## EXERCISE
Scan the entries below, and for each line that includes the word "ReadPath", make a copy.

Saved data entries

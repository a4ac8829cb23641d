//! Cache-aside reads: detail, collection and search.

use std::sync::Arc;

use tracing::{instrument, warn};

use marketplace_catalog::{CatalogEntity, ListFilter, SearchQuery};
use marketplace_core::{EntityId, EntityType, TenantId};
use marketplace_events::TenantScoped;

use crate::cache::{CacheKey, VersionedCacheManager};
use crate::config::SyncConfig;
use crate::error::CatalogError;
use crate::search::{SearchHit, SearchIndexSynchronizer};
use crate::store::CatalogStore;

pub struct ReadPath {
    store: Arc<dyn CatalogStore>,
    cache: Arc<VersionedCacheManager>,
    search: Arc<SearchIndexSynchronizer>,
    config: SyncConfig,
}

fn require_tenant(tenant_id: TenantId) -> Result<(), CatalogError> {
    if tenant_id.is_nil() {
        return Err(CatalogError::validation("a tenant context is required"));
    }
    Ok(())
}

impl ReadPath {
    pub fn new(
        store: Arc<dyn CatalogStore>,
        cache: Arc<VersionedCacheManager>,
        search: Arc<SearchIndexSynchronizer>,
        config: SyncConfig,
    ) -> Self {
        Self {
            store,
            cache,
            search,
            config,
        }
    }

    /// A live entity of `tenant_id`. Deleted, missing and foreign rows are all
    /// `NotFound`, whether they come from the cache or the store.
    #[instrument(skip(self), fields(tenant_id = %tenant_id, entity_id = %id), err)]
    pub async fn get_by_id(
        &self,
        tenant_id: TenantId,
        entity_type: EntityType,
        id: EntityId,
    ) -> Result<CatalogEntity, CatalogError> {
        require_tenant(tenant_id)?;

        let key = CacheKey::detail(tenant_id, entity_type, id);
        let store = self.store.clone();
        let loaded = self
            .cache
            .get_or_load(&key, self.config.detail_ttl(), move || async move {
                let row = store.get(tenant_id, entity_type, id).await?;
                Ok::<_, CatalogError>(row.filter(CatalogEntity::is_active))
            })
            .await?;

        match loaded {
            Some(entity) if entity.belongs_to(tenant_id) && entity.entity_type == entity_type => {
                if entity.deleted {
                    return Err(CatalogError::NotFound);
                }
                Ok(entity)
            }
            Some(entity) => {
                warn!(
                    key = %key,
                    cached_tenant = %entity.tenant_id,
                    "cached entity does not match its key, ignoring"
                );
                Err(CatalogError::NotFound)
            }
            None => Err(CatalogError::NotFound),
        }
    }

    /// Live entities of one type, filtered and paginated.
    #[instrument(skip(self, filter), fields(tenant_id = %tenant_id, entity_type = %entity_type), err)]
    pub async fn list(
        &self,
        tenant_id: TenantId,
        entity_type: EntityType,
        filter: &ListFilter,
    ) -> Result<Vec<CatalogEntity>, CatalogError> {
        require_tenant(tenant_id)?;

        let Some(key) = self.cache.collection_key(tenant_id, entity_type, filter).await else {
            return Ok(self.store.list(tenant_id, entity_type, filter).await?);
        };

        let store = self.store.clone();
        let owned = filter.clone();
        let rows = self
            .cache
            .get_or_load(&key, self.config.collection_ttl(), move || async move {
                let rows = store.list(tenant_id, entity_type, &owned).await?;
                Ok::<_, CatalogError>(Some(rows))
            })
            .await?
            .unwrap_or_default();

        Ok(rows
            .into_iter()
            .filter(|e: &CatalogEntity| e.belongs_to(tenant_id) && e.is_active())
            .collect())
    }

    /// Ranked full-text search within `tenant_id`.
    #[instrument(skip(self, query), fields(tenant_id = %tenant_id), err)]
    pub async fn search(&self, tenant_id: TenantId, query: &SearchQuery) -> Result<Vec<SearchHit>, CatalogError> {
        require_tenant(tenant_id)?;
        query.validate()?;

        let Some(key) = self.cache.search_key(tenant_id, query).await else {
            return self.search.search(tenant_id, query).await;
        };

        let search = self.search.clone();
        let owned = query.clone();
        let hits = self
            .cache
            .get_or_load(&key, self.config.search_ttl(), move || async move {
                let hits = search.search(tenant_id, &owned).await?;
                Ok::<_, CatalogError>(Some(hits))
            })
            .await?
            .unwrap_or_default();

        Ok(hits
            .into_iter()
            .filter(|h: &SearchHit| h.document.belongs_to(tenant_id))
            .collect())
    }
}

#[cfg(test)]
mod tests {
    use super::*;
    use chrono::Utc;
    use serde_json::json;
    use std::time::Duration;

    use marketplace_catalog::NewEntity;
    use marketplace_observability::SyncMetrics;

    use crate::cache::{CacheBackend, InMemoryCache, InMemoryVersionCounters, VersionCounterStore};
    use crate::search::InMemorySearchIndex;
    use crate::store::InMemoryCatalogStore;

    struct Fixture {
        store: Arc<InMemoryCatalogStore>,
        backend: Arc<InMemoryCache>,
        counters: Arc<InMemoryVersionCounters>,
        metrics: Arc<SyncMetrics>,
        reads: ReadPath,
    }

    fn fixture() -> Fixture {
        let metrics = Arc::new(SyncMetrics::new());
        let store = Arc::new(InMemoryCatalogStore::new());
        let backend = Arc::new(InMemoryCache::new());
        let counters = Arc::new(InMemoryVersionCounters::new());
        let cache = Arc::new(VersionedCacheManager::new(
            backend.clone(),
            counters.clone(),
            Duration::from_millis(100),
            metrics.clone(),
        ));
        let search = Arc::new(SearchIndexSynchronizer::new(
            Arc::new(InMemorySearchIndex::new()),
            store.clone(),
        ));
        let reads = ReadPath::new(store.clone(), cache, search, SyncConfig::default());
        Fixture {
            store,
            backend,
            counters,
            metrics,
            reads,
        }
    }

    async fn seed(store: &InMemoryCatalogStore, tenant: TenantId, name: &str) -> CatalogEntity {
        let new = NewEntity::prepare(
            tenant,
            EntityType::Product,
            json!({"name": name, "sku": name, "price": 5}),
            None,
        )
        .unwrap();
        store.insert(new).await.unwrap()
    }

    #[tokio::test]
    async fn second_detail_read_is_a_cache_hit() {
        let f = fixture();
        let tenant = TenantId::new();
        let entity = seed(&f.store, tenant, "Widget").await;

        f.reads.get_by_id(tenant, EntityType::Product, entity.id).await.unwrap();
        f.reads.get_by_id(tenant, EntityType::Product, entity.id).await.unwrap();

        let snapshot = f.metrics.snapshot();
        assert_eq!(snapshot.cache_hits, 1);
        assert_eq!(snapshot.cache_misses, 1);
    }

    #[tokio::test]
    async fn foreign_tenant_sees_not_found() {
        let f = fixture();
        let owner = TenantId::new();
        let entity = seed(&f.store, owner, "Widget").await;

        let err = f
            .reads
            .get_by_id(TenantId::new(), EntityType::Product, entity.id)
            .await
            .unwrap_err();
        assert_eq!(err, CatalogError::NotFound);
    }

    #[tokio::test]
    async fn poisoned_cache_entry_for_other_tenant_is_not_served() {
        let f = fixture();
        let tenant = TenantId::new();
        let foreign = seed(&f.store, TenantId::new(), "Foreign").await;

        let key = CacheKey::detail(tenant, EntityType::Product, foreign.id);
        f.backend
            .set(key.as_str(), serde_json::to_string(&foreign).unwrap(), Duration::from_secs(60))
            .await
            .unwrap();

        let err = f
            .reads
            .get_by_id(tenant, EntityType::Product, foreign.id)
            .await
            .unwrap_err();
        assert_eq!(err, CatalogError::NotFound);
    }

    #[tokio::test]
    async fn deleted_entity_is_not_found() {
        let f = fixture();
        let tenant = TenantId::new();
        let entity = seed(&f.store, tenant, "Widget").await;
        f.store.put_raw(entity.committed_delete(None, Utc::now()));

        let err = f
            .reads
            .get_by_id(tenant, EntityType::Product, entity.id)
            .await
            .unwrap_err();
        assert_eq!(err, CatalogError::NotFound);
    }

    #[tokio::test]
    async fn list_reflects_bumped_counter() {
        let f = fixture();
        let tenant = TenantId::new();
        seed(&f.store, tenant, "A").await;

        let filter = ListFilter::default();
        assert_eq!(f.reads.list(tenant, EntityType::Product, &filter).await.unwrap().len(), 1);

        seed(&f.store, tenant, "B").await;
        // Still served from the cached page until the counter moves.
        assert_eq!(f.reads.list(tenant, EntityType::Product, &filter).await.unwrap().len(), 1);

        f.counters.bump(tenant, EntityType::Product).await.unwrap();
        assert_eq!(f.reads.list(tenant, EntityType::Product, &filter).await.unwrap().len(), 2);
    }

    #[tokio::test]
    async fn cache_outage_falls_through_to_store() {
        let f = fixture();
        let tenant = TenantId::new();
        let entity = seed(&f.store, tenant, "Widget").await;
        f.backend.set_unavailable(true);
        f.counters.set_unavailable(true);

        let got = f.reads.get_by_id(tenant, EntityType::Product, entity.id).await.unwrap();
        assert_eq!(got.id, entity.id);
        assert_eq!(f.reads.list(tenant, EntityType::Product, &ListFilter::default()).await.unwrap().len(), 1);
    }

    #[tokio::test]
    async fn search_without_tenant_is_rejected() {
        let f = fixture();
        let err = f
            .reads
            .search(TenantId::from_uuid(uuid::Uuid::nil()), &SearchQuery::default())
            .await
            .unwrap_err();
        assert!(matches!(err, CatalogError::Validation(_)));
    }
}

## EXERCISE RESULT
pub struct ReadPath {
impl ReadPath {
        reads: ReadPath,
        let reads = ReadPath::new(store.clone(), cache, search, SyncConfig::default());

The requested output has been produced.